Problem description: Whichever lines of the entries hold the word "GrantFailure" should be identified and copied.

Stored data:
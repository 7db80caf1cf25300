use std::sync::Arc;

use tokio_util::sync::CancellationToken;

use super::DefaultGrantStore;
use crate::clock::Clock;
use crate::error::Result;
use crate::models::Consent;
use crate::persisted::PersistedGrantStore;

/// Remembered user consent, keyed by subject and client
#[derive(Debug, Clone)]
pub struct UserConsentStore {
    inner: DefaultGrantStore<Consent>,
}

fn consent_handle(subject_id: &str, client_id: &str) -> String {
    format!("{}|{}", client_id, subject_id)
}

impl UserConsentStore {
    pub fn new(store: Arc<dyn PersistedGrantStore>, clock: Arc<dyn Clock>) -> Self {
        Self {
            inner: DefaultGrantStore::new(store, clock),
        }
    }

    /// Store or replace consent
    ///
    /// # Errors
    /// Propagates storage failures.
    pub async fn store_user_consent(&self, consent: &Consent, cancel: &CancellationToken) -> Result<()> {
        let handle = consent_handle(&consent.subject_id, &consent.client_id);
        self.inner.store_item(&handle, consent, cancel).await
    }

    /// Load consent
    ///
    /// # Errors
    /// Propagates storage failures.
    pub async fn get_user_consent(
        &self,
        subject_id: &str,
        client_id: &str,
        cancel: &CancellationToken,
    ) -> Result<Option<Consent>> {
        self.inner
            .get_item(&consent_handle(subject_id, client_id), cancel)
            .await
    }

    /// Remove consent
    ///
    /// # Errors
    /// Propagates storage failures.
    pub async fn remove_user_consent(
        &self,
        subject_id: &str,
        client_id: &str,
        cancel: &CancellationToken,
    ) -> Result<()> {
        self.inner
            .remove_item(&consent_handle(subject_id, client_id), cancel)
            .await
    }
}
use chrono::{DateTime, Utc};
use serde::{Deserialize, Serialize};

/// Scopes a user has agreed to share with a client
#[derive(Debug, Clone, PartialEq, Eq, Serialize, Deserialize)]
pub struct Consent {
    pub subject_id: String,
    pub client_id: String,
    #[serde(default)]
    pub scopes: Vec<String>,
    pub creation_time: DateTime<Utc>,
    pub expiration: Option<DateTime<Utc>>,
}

==

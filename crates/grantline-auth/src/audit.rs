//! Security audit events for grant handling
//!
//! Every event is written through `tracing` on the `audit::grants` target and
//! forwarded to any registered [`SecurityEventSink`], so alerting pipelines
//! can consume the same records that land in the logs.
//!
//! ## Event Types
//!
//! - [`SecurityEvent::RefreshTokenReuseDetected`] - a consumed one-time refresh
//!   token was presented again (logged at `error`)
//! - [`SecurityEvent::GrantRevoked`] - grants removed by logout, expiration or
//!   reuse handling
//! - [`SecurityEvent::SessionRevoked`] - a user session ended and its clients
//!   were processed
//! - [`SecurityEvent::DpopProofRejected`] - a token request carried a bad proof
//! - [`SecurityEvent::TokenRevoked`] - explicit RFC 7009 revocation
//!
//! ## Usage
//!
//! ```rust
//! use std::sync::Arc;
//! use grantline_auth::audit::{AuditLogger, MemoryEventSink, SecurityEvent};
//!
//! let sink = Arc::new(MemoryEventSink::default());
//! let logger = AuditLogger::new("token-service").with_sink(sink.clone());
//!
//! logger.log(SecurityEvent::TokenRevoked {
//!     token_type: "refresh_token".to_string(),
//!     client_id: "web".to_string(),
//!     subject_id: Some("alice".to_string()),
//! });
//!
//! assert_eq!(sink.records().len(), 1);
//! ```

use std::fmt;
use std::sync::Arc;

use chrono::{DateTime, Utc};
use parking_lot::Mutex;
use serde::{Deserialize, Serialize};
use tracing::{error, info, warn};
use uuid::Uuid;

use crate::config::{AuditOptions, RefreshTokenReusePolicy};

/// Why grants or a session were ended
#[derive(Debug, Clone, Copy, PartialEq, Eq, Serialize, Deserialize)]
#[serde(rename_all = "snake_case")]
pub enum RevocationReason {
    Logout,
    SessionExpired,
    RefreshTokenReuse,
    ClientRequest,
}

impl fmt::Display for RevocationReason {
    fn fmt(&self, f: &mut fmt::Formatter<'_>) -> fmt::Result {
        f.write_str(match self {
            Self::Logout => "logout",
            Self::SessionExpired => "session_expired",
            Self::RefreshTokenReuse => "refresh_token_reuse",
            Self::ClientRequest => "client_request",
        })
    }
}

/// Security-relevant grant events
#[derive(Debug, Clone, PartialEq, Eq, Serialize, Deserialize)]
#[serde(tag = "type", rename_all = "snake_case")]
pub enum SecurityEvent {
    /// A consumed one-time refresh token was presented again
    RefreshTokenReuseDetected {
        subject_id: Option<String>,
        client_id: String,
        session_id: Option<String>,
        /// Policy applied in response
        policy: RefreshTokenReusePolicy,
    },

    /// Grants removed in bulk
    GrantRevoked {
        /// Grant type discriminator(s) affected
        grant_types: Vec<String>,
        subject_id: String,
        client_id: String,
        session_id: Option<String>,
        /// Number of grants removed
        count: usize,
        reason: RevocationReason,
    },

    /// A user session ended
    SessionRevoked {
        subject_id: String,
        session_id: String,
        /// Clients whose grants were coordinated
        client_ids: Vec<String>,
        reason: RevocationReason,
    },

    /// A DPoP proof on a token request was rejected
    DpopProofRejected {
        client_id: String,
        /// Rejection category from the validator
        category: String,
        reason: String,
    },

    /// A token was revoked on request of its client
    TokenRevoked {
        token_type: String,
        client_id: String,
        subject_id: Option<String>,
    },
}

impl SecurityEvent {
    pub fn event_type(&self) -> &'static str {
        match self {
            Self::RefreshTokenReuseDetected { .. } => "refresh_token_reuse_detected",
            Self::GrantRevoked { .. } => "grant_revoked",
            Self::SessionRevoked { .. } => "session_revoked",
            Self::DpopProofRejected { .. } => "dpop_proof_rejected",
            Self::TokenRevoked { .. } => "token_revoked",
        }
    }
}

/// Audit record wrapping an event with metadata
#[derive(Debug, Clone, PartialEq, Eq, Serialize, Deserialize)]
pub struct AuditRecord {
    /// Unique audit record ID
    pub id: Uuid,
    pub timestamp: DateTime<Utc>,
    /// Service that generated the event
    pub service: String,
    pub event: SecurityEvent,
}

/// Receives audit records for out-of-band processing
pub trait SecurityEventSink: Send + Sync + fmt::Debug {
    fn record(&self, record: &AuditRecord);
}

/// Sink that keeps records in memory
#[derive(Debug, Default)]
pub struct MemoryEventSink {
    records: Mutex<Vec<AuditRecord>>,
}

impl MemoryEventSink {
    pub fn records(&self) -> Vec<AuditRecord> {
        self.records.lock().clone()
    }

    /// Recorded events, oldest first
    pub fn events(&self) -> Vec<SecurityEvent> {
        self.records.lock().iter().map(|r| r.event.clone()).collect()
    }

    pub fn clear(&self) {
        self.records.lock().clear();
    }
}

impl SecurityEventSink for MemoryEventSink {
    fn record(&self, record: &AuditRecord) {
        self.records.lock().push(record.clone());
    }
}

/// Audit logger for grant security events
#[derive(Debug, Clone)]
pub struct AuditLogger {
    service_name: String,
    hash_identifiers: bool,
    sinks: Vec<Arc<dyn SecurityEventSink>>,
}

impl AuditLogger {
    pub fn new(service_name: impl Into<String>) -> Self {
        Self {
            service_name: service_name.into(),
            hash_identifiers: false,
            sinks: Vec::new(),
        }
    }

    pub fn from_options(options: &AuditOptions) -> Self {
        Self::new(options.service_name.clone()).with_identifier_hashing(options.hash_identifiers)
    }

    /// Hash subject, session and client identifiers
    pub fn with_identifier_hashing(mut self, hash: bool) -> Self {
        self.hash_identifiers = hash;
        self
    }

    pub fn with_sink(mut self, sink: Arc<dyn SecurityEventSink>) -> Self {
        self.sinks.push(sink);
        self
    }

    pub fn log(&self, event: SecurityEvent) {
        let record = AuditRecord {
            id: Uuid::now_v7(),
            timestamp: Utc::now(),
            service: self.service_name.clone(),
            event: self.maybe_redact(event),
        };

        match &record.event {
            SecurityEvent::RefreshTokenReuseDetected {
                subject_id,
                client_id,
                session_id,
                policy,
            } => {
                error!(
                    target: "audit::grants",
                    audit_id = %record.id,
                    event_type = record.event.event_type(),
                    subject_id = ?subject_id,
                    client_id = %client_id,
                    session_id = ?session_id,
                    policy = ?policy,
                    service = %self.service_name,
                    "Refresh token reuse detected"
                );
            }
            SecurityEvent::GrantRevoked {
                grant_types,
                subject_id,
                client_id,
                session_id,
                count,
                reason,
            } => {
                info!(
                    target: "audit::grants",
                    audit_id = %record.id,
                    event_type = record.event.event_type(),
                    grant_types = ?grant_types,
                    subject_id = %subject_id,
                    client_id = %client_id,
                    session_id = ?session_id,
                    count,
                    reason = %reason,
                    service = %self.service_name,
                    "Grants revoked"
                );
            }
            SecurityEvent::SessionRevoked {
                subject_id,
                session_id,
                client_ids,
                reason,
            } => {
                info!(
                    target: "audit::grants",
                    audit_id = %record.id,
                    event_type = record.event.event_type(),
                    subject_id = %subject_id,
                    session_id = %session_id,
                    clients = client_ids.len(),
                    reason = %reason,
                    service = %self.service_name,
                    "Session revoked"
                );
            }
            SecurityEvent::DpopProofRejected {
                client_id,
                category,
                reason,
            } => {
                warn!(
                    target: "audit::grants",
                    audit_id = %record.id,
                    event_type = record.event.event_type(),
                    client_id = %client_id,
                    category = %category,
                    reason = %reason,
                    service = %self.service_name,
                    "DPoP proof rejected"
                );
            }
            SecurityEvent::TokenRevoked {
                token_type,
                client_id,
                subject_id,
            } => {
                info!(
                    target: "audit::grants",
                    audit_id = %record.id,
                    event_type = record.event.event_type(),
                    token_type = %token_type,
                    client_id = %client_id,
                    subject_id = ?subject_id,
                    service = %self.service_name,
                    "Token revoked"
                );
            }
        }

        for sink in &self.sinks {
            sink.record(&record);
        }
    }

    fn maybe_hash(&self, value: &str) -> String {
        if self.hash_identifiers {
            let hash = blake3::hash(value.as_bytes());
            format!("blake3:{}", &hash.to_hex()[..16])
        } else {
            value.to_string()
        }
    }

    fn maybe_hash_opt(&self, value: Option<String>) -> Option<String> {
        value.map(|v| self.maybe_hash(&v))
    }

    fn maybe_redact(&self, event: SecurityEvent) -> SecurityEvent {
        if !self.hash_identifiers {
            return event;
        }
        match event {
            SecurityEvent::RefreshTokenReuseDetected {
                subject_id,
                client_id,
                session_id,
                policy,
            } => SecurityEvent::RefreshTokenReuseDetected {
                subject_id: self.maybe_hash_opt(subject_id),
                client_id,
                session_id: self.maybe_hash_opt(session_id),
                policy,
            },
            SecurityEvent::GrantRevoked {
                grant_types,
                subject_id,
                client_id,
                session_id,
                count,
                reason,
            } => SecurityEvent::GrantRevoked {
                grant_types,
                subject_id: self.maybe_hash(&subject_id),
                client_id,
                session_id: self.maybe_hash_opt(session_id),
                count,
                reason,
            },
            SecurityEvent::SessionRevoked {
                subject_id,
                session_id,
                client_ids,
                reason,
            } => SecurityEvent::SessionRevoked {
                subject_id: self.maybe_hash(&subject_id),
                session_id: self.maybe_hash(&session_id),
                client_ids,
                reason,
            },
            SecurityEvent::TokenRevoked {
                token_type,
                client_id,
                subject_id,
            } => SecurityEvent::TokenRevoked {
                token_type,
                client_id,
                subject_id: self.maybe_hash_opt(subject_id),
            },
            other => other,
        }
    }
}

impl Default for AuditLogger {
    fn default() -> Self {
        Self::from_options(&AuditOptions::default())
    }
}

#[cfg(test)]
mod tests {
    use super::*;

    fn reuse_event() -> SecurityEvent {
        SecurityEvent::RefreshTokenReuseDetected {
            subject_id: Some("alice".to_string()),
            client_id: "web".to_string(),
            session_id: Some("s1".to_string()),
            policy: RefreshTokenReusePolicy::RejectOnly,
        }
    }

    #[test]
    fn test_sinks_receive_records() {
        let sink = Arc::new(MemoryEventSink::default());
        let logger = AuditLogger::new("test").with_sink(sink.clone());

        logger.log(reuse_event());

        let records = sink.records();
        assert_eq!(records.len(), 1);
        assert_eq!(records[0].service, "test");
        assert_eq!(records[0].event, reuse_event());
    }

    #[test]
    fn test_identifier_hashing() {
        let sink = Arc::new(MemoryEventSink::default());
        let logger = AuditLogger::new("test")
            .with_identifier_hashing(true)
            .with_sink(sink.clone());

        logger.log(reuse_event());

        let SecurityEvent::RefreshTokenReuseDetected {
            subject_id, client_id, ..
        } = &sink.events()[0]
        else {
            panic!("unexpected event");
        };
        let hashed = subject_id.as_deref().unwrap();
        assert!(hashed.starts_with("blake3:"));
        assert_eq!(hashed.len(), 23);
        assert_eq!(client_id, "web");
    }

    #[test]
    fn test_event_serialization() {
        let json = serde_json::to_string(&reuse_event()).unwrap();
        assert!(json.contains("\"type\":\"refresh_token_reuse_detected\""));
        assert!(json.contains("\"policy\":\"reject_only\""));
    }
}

--

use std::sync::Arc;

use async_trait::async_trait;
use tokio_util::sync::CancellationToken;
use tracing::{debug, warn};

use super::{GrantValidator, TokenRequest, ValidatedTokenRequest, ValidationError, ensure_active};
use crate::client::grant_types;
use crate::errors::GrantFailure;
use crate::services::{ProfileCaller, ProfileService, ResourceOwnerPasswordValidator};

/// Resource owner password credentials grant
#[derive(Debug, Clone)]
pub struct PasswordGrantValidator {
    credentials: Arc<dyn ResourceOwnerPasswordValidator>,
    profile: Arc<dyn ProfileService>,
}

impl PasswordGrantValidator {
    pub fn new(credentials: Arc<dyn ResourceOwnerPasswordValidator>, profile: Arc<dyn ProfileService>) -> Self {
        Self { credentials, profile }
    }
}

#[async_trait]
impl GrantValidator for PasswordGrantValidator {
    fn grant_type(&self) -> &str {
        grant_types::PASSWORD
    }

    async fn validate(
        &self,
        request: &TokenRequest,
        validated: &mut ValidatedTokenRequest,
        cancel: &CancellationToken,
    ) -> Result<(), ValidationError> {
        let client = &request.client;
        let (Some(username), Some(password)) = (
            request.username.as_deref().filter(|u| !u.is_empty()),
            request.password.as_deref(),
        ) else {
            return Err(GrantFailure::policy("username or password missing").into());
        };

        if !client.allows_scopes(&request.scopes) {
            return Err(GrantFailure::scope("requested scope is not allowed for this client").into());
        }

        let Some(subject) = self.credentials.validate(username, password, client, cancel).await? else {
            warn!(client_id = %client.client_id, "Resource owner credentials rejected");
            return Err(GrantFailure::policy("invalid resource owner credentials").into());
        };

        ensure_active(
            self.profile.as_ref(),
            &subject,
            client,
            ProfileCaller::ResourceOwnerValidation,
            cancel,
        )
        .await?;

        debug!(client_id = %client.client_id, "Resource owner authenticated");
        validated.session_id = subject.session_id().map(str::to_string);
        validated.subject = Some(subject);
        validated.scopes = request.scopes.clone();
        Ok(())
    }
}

Response:
use crate::errors::GrantFailure;
            return Err(GrantFailure::policy("username or password missing").into());
            return Err(GrantFailure::scope("requested scope is not allowed for this client").into());
            return Err(GrantFailure::policy("invalid resource owner credentials").into());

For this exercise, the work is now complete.